For each dataset, we evaluated the absolute goodness-of-fit of the optimal model (Figure 7A) by finding the set of model parameters φ that maximized the likelihood of the observed choices and reaction times, and then computing the average coefficient of determination, $R^{2} (D φ) = \frac{1}{2} (R_{p s y c h}^{2} (φ) + R_{c h r o n}^{2} (φ))$ . Here, $R_{p s y c h}^{2} (φ)$ and $R_{c h r o n}^{2} (φ)$ denote the adjusted R² values for the psychometric and chronometric functions, respectively, across all modalities/coherences.
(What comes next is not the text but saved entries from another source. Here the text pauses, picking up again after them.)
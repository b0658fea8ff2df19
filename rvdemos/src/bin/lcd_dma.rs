//! Frames handed to the DMA-capable LCD controller, restarted from the
//! completion interrupt.
//!
//! Three pattern frames are generated once at startup and then frozen;
//! the completion handler raises a flag and the main loop rotates the
//! ring, kicking the next transfer. The third frame goes out with the
//! controller's on-the-fly grayscale conversion enabled, so the same
//! source pixels show up colorless: the hardware sibling of the
//! `grayscale_bench` software variants.
//!
//! The tick task from the earlier labs stays in the loop, mostly to show
//! that the CPU is now idle enough to service it: the controller moves
//! the pixels.

#![no_std]
#![no_main]

#[cfg(feature = "panic-halt")]
extern crate panic_halt;

use core::sync::atomic::{AtomicBool, Ordering};

use pix::pattern;
use rvlab::lcd::{self, DmaFormat, PANEL_HEIGHT, PANEL_PIXELS, PANEL_WIDTH};
use rvlab::pio::Leds;
use rvlab::util::spin_lock::SpinLock;
use rvlab::{irq, println, timer};

struct Ticks {
    count: u32,
    fresh: bool,
}

static TICKS: SpinLock<Ticks> = SpinLock::new(Ticks {
    count: 0,
    fresh: false,
});

/// Starts true so the main loop kicks the first transfer itself.
static FRAME_DONE: AtomicBool = AtomicBool::new(true);

const TICK_MS: u32 = 100;

#[riscv_rt::entry]
fn main() -> ! {
    let frames: [&'static [u16]; 3] = {
        static mut CHECKER: [u16; PANEL_PIXELS] = [0; PANEL_PIXELS];
        static mut GRADIENT: [u16; PANEL_PIXELS] = [0; PANEL_PIXELS];
        static mut NOISE: [u16; PANEL_PIXELS] = [0; PANEL_PIXELS];
        // Safety: the mutable borrows below end before the shared ones
        // are created, and nothing mutates these again; the DMA engine
        // reads from frozen buffers.
        unsafe {
            let (red, blue) = (pix::rgb565(0xFF, 0, 0), pix::rgb565(0, 0, 0xFF));
            pattern::fill(&mut CHECKER, PANEL_WIDTH, |x, y| {
                pattern::checkerboard(x, y, 16, red, blue)
            });
            pattern::fill(&mut GRADIENT, PANEL_WIDTH, |x, y| {
                pattern::gradient(x, y, PANEL_WIDTH, PANEL_HEIGHT)
            });
            pattern::noise(&mut NOISE, 11181981);
            [&CHECKER[..], &GRADIENT[..], &NOISE[..]]
        }
    };

    let mut board = rvlab::take_board().unwrap();

    // Quiesce everything before any line can fire, then bring the
    // peripherals up inside the masked window.
    let masked = irq::disable_all();
    board.pio.init();
    board.leds.init();
    let mut lcd = board.lcd.into_dma();
    lcd.init();
    irq::enable_all(masked);

    println!("initialize Timer interface...");
    board.timer.stop();
    board.timer.set_period_ms(TICK_MS);
    println!("Register IRQ handlers ...");
    irq::register(irq::IrqLine::Timer, timer_tick);
    irq::register(irq::IrqLine::Lcd, frame_done);
    lcd.listen();

    println!("Enable Timer IRQ and start Timer ...");
    board.timer.start_with_irq();
    irq::enable_machine_irqs();

    let mut ring = 0;
    loop {
        tick_task(&mut board.leds);

        if FRAME_DONE.swap(false, Ordering::AcqRel) {
            let format = if ring == 2 {
                DmaFormat::Grayscale
            } else {
                DmaFormat::Color
            };
            lcd.start_transfer(
                frames[ring],
                PANEL_WIDTH as u16,
                PANEL_HEIGHT as u16,
                format,
            );
            ring = (ring + 1) % frames.len();
        }
    }
}

/// Task 1 of the earlier labs, unchanged.
fn tick_task(leds: &mut Leds) {
    let tick = irq::free(|| {
        let mut t = TICKS.lock();
        if t.fresh {
            t.fresh = false;
            Some(t.count)
        } else {
            None
        }
    });
    if let Some(count) = tick {
        println!("counter value is = {}", count);
        leds.write(count as u8);
    }
}

/// Timeout handler: produce the pair, drop the request line.
fn timer_tick() {
    let mut t = TICKS.lock();
    t.count = t.count.wrapping_add(1);
    t.fresh = true;
    timer::acknowledge();
}

/// Transfer-complete handler: flag the main loop, drop the request line.
fn frame_done() {
    FRAME_DONE.store(true, Ordering::Release);
    lcd::acknowledge_irq();
}

/// Wires the machine-external trap to the driver's dispatch loop.
#[no_mangle]
#[allow(non_snake_case)]
fn MachineExternal() {
    irq::dispatch();
}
The value of $R_{p s y c h}^{2}$ for the psychometric function was based on the probability of making a correct choice across all heading angles, coherences, and conditions, weighted by the number of observations, and adjusted for the number of model parameters. The same procedure, based on the mean reaction times, was used to find $R_{c h r o n}^{2}$ , but we additionally distinguished between mean reaction times for correct and incorrect choices, and fitted both weighted by their corresponding number of observations (see SI for expressions for $R_{p s y c h}^{2} (φ)$ and $R_{c h r o n}^{2} (φ)$ ).

We compared different variants of the full model (Figure 7B) by Bayesian model comparison based on Bayes factors, which were computed as follows. First, we found for each model $M$ and subject s the set of parameters φ that maximized the likelihood, $φ_{s, M}^{*} = \arg \max_{φ} p (data of subj s | φ, M)$ . Second, we approximated the Bayesian model evidence, measuring the model posterior probability while marginalizing over the parameters, up to a constant by the Bayesian information criterion, $\ln p (M | s) \approx - \frac{1}{2} BIC (s, M)$ with $BIC (s, M) = - 2 \ln p (s | φ_{s, M}^{*}, M) + k_{M} \ln N_{s}$ . Here, $k_{M}$ is the number of parameters of model $M$ , and N_s is the number of trials for dataset s, respectively. Based on this, we computed the Bayes factor of model $M$ vs the optimal model $M$ _opt by pooling the model evidence over datasets, resulting in $\sum_{s} (\ln p (M | s) - \ln p (M_{o p t} | s)) .$ These values, converted to a base-10 logarithm, are shown in Figure 7B. In this case, a negative log₁₀-difference of 2 implies that the optimal model is 100 times more likely given the data than the alternative model, a difference that is considered decisive in favor of the optimal model (Jeffreys, 1998).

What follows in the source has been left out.